If you notice a fellow employee suddenly freaking out or acting really suspicious, he may be having personal problems -- or he may be in the process of hacking the company. So says a new study on "insider threats" released Monday by the U.S. Secret Service and the Carnegie Mellon Software Engineering Institute's CERT (that used to stand for Computer Emergency Response Team, but now they just call it CERT).

The study examined 49 insider attacks, carried out between 1996 and 2002, where disgruntled employees took advantage of their access to the company's network and computer resources to destroy data or embarrass fellow employees or their employer. The study focused less on the incidence of hacking committed by trusted employees than on the motivation of insider hackers and the circumstances that allowed them to inflict damage on the affected companies.
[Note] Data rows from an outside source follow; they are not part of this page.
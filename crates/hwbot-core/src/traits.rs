use crate::error::HwbotError;
use async_trait::async_trait;
use serde_json::Value;

/// Review status source — where homework verdicts come from.
///
/// The production implementation talks to the Practicum API over HTTP;
/// tests substitute canned payloads.
#[async_trait]
pub trait StatusSource: Send + Sync {
    /// Fetch the raw status payload for submissions at or after `from_date`
    /// (Unix seconds). Returns the decoded JSON body verbatim; shape
    /// validation happens at the caller.
    async fn homework_statuses(&self, from_date: i64) -> Result<Value, HwbotError>;
}

/// Messaging channel for outbound notifications.
///
/// One fixed recipient, configured at construction time.
#[async_trait]
pub trait Notifier: Send + Sync {
    /// Human-readable channel name.
    fn name(&self) -> &str;

    /// Deliver `text` to the configured chat. No internal retry; the
    /// watcher owns retry policy.
    async fn notify(&self, text: &str) -> Result<(), HwbotError>;
}
//! Outbound Bot API calls and the Notifier implementation.

use super::types::{TgMessage, TgResponse, TgUser};
use super::TelegramChannel;
use async_trait::async_trait;
use hwbot_core::{error::HwbotError, traits::Notifier};
use tracing::{debug, info};

#[async_trait]
impl Notifier for TelegramChannel {
    fn name(&self) -> &str {
        "telegram"
    }

    async fn notify(&self, text: &str) -> Result<(), HwbotError> {
        debug!("sending message to chat {}", self.chat_id);

        let url = format!("{}/sendMessage", self.base_url);
        let body: TgResponse<TgMessage> = self
            .client
            .post(&url)
            .json(&serde_json::json!({
                "chat_id": self.chat_id,
                "text": text,
            }))
            .send()
            .await
            .map_err(|e| HwbotError::Channel(format!("telegram sendMessage failed: {e}")))?
            .json()
            .await
            .map_err(|e| HwbotError::Channel(format!("telegram sendMessage parse failed: {e}")))?;

        if !body.ok {
            return Err(HwbotError::Channel(format!(
                "telegram API error: {}",
                body.description.unwrap_or_default()
            )));
        }

        info!("message delivered to chat {}", self.chat_id);
        Ok(())
    }
}

impl TelegramChannel {
    /// Call `getMe` and return the bot's username. Startup self-check.
    pub async fn get_me(&self) -> Result<String, HwbotError> {
        let url = format!("{}/getMe", self.base_url);
        let body: TgResponse<TgUser> = self
            .client
            .get(&url)
            .send()
            .await
            .map_err(|e| HwbotError::Channel(format!("telegram getMe failed: {e}")))?
            .json()
            .await
            .map_err(|e| HwbotError::Channel(format!("telegram getMe parse failed: {e}")))?;

        if !body.ok {
            return Err(HwbotError::Channel(format!(
                "telegram API error: {}",
                body.description.unwrap_or_default()
            )));
        }

        let user = body
            .result
            .ok_or_else(|| HwbotError::Channel("telegram getMe returned no user".into()))?;
        Ok(user.username.unwrap_or(user.first_name))
    }
}

use serde::{Deserialize, Serialize};
use std::path::Path;

use crate::error::HwbotError;

/// Environment variables that must be set before the watcher starts.
const REQUIRED_VARS: [&str; 3] = ["PRACTICUM_TOKEN", "TELEGRAM_TOKEN", "TELEGRAM_CHAT_ID"];

/// Top-level hwbot configuration (non-secret settings).
///
/// Credentials never live here; they are read from the environment via
/// [`Credentials::from_env`].
#[derive(Debug, Clone, Serialize, Deserialize, Default)]
pub struct Config {
    #[serde(default)]
    pub api: ApiConfig,
    #[serde(default)]
    pub telegram: TelegramConfig,
}

/// Review API settings.
#[derive(Debug, Clone, Serialize, Deserialize)]
pub struct ApiConfig {
    /// Endpoint returning homework review statuses.
    #[serde(default = "default_endpoint")]
    pub endpoint: String,
    /// Seconds between polls.
    #[serde(default = "default_poll_interval")]
    pub poll_interval_secs: u64,
    /// Per-request timeout in seconds.
    #[serde(default = "default_request_timeout")]
    pub request_timeout_secs: u64,
}

impl Default for ApiConfig {
    fn default() -> Self {
        Self {
            endpoint: default_endpoint(),
            poll_interval_secs: default_poll_interval(),
            request_timeout_secs: default_request_timeout(),
        }
    }
}

/// Telegram Bot API settings.
#[derive(Debug, Clone, Serialize, Deserialize)]
pub struct TelegramConfig {
    /// Bot API host. Overridable for proxies and tests.
    #[serde(default = "default_telegram_api_base")]
    pub api_base: String,
}

impl Default for TelegramConfig {
    fn default() -> Self {
        Self {
            api_base: default_telegram_api_base(),
        }
    }
}

fn default_endpoint() -> String {
    "https://practicum.yandex.ru/api/user_api/homework_statuses/".to_string()
}

fn default_poll_interval() -> u64 {
    600
}

fn default_request_timeout() -> u64 {
    30
}

fn default_telegram_api_base() -> String {
    "https://api.telegram.org".to_string()
}

/// The three required credentials, read once at startup.
#[derive(Debug, Clone)]
pub struct Credentials {
    /// Bearer token for the review API.
    pub practicum_token: String,
    /// Telegram bot token.
    pub telegram_token: String,
    /// The one chat that receives notifications.
    pub telegram_chat_id: String,
}

impl Credentials {
    /// Read credentials from the process environment.
    ///
    /// Collects every missing variable into a single error so the operator
    /// fixes them all at once. An empty value counts as missing.
    pub fn from_env() -> Result<Self, HwbotError> {
        Self::from_lookup(|name| std::env::var(name).ok())
    }

    /// Same as [`from_env`](Self::from_env), with an injectable lookup.
    pub fn from_lookup<F>(lookup: F) -> Result<Self, HwbotError>
    where
        F: Fn(&str) -> Option<String>,
    {
        let mut values = Vec::with_capacity(REQUIRED_VARS.len());
        let mut missing = Vec::new();
        for name in REQUIRED_VARS {
            match lookup(name) {
                Some(v) if !v.is_empty() => values.push(v),
                _ => missing.push(name),
            }
        }
        if !missing.is_empty() {
            return Err(HwbotError::Config(format!(
                "missing required environment variables: {}",
                missing.join(", ")
            )));
        }
        let mut values = values.into_iter();
        Ok(Self {
            practicum_token: values.next().unwrap_or_default(),
            telegram_token: values.next().unwrap_or_default(),
            telegram_chat_id: values.next().unwrap_or_default(),
        })
    }
}

/// Load configuration from a TOML file.
///
/// Falls back to defaults if the file does not exist.
pub fn load(path: &str) -> Result<Config, HwbotError> {
    let path = Path::new(path);
    if !path.exists() {
        tracing::info!(
            "Config file not found at {}, using defaults",
            path.display()
        );
        return Ok(Config::default());
    }

    let content = std::fs::read_to_string(path)
        .map_err(|e| HwbotError::Config(format!("failed to read {}: {}", path.display(), e)))?;

    let config: Config = toml::from_str(&content)
        .map_err(|e| HwbotError::Config(format!("failed to parse config: {}", e)))?;

    Ok(config)
}
//! # hwbot-core
//!
//! Core types, traits, configuration, and error handling for the hwbot
//! notifier.

pub mod config;
pub mod error;
pub mod traits;
//! Status-to-verdict translation.
//!
//! The verdict texts are a fixed contract with the original notifications
//! and must not drift, down to the byte.

use hwbot_core::error::HwbotError;
use serde_json::Value;

/// The three recognized status codes and their verdict texts.
const VERDICTS: [(&str, &str); 3] = [
    ("approved", "Работа проверена: ревьюеру всё понравилось. Ура!"),
    ("reviewing", "Работа взята на проверку ревьюером."),
    ("rejected", "Работа проверена: у ревьюера есть замечания."),
];

/// Translate one homework record into the notification text.
pub fn parse_status(homework: &Value) -> Result<String, HwbotError> {
    let missing: Vec<&str> = ["homework_name", "status"]
        .into_iter()
        .filter(|key| homework.get(key).is_none())
        .collect();
    if !missing.is_empty() {
        return Err(HwbotError::Payload(format!(
            "homework record missing keys: {}",
            missing.join(", ")
        )));
    }

    let name = homework["homework_name"].as_str().ok_or_else(|| {
        HwbotError::Payload("expected \"homework_name\" to be a string".to_string())
    })?;
    let status = homework["status"]
        .as_str()
        .ok_or_else(|| HwbotError::Payload("expected \"status\" to be a string".to_string()))?;

    let verdict = VERDICTS
        .iter()
        .find(|(code, _)| *code == status)
        .map(|(_, verdict)| *verdict)
        .ok_or_else(|| HwbotError::UnknownStatus(status.to_string()))?;

    Ok(format!(
        "Изменился статус проверки работы \"{name}\". {verdict}"
    ))
}
//! HTTP client for the Practicum homework-status endpoint.

use async_trait::async_trait;
use hwbot_core::{config::ApiConfig, error::HwbotError, traits::StatusSource};
use serde_json::Value;
use std::time::Duration;
use tracing::debug;

/// Client for the review API. One GET per poll cycle.
pub struct PracticumClient {
    client: reqwest::Client,
    endpoint: String,
    token: String,
    timeout: Duration,
}

impl PracticumClient {
    /// Create a new client from config and the API bearer token.
    pub fn new(config: &ApiConfig, token: String) -> Self {
        Self {
            client: reqwest::Client::new(),
            endpoint: config.endpoint.clone(),
            token,
            timeout: Duration::from_secs(config.request_timeout_secs),
        }
    }
}

#[async_trait]
impl StatusSource for PracticumClient {
    async fn homework_statuses(&self, from_date: i64) -> Result<Value, HwbotError> {
        debug!("requesting {} with from_date={from_date}", self.endpoint);

        let resp = self
            .client
            .get(&self.endpoint)
            .header("Authorization", format!("OAuth {}", self.token))
            .query(&[("from_date", from_date)])
            .timeout(self.timeout)
            .send()
            .await
            .map_err(|e| HwbotError::Connection(format!("review API unreachable: {e}")))?;

        let status = resp.status();
        if !status.is_success() {
            return Err(HwbotError::Api(status.as_u16()));
        }

        let body: Value = resp
            .json()
            .await
            .map_err(|e| HwbotError::Payload(format!("response body is not JSON: {e}")))?;

        debug!("review API answered OK");
        Ok(body)
    }
}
As such, it includes some interesting anecdotes, but also a lot of "no duh" findings.

For example of the latter, the study's "executive summary" notes that in 62 percent of the cases, "a negative work-related event triggered most of the insiders' actions." The study also found that 82 percent of the time the people who hacked their company "exhibited unusual behavior in the workplace prior to carrying out their activities." The survey surmises that's probably because the insiders were angry at someone they worked with or for: 84 percent of attacks were motivated by a desire to seek revenge, and in 85 percent of the cases the insider had a documented grievance against their employer or a co-worker.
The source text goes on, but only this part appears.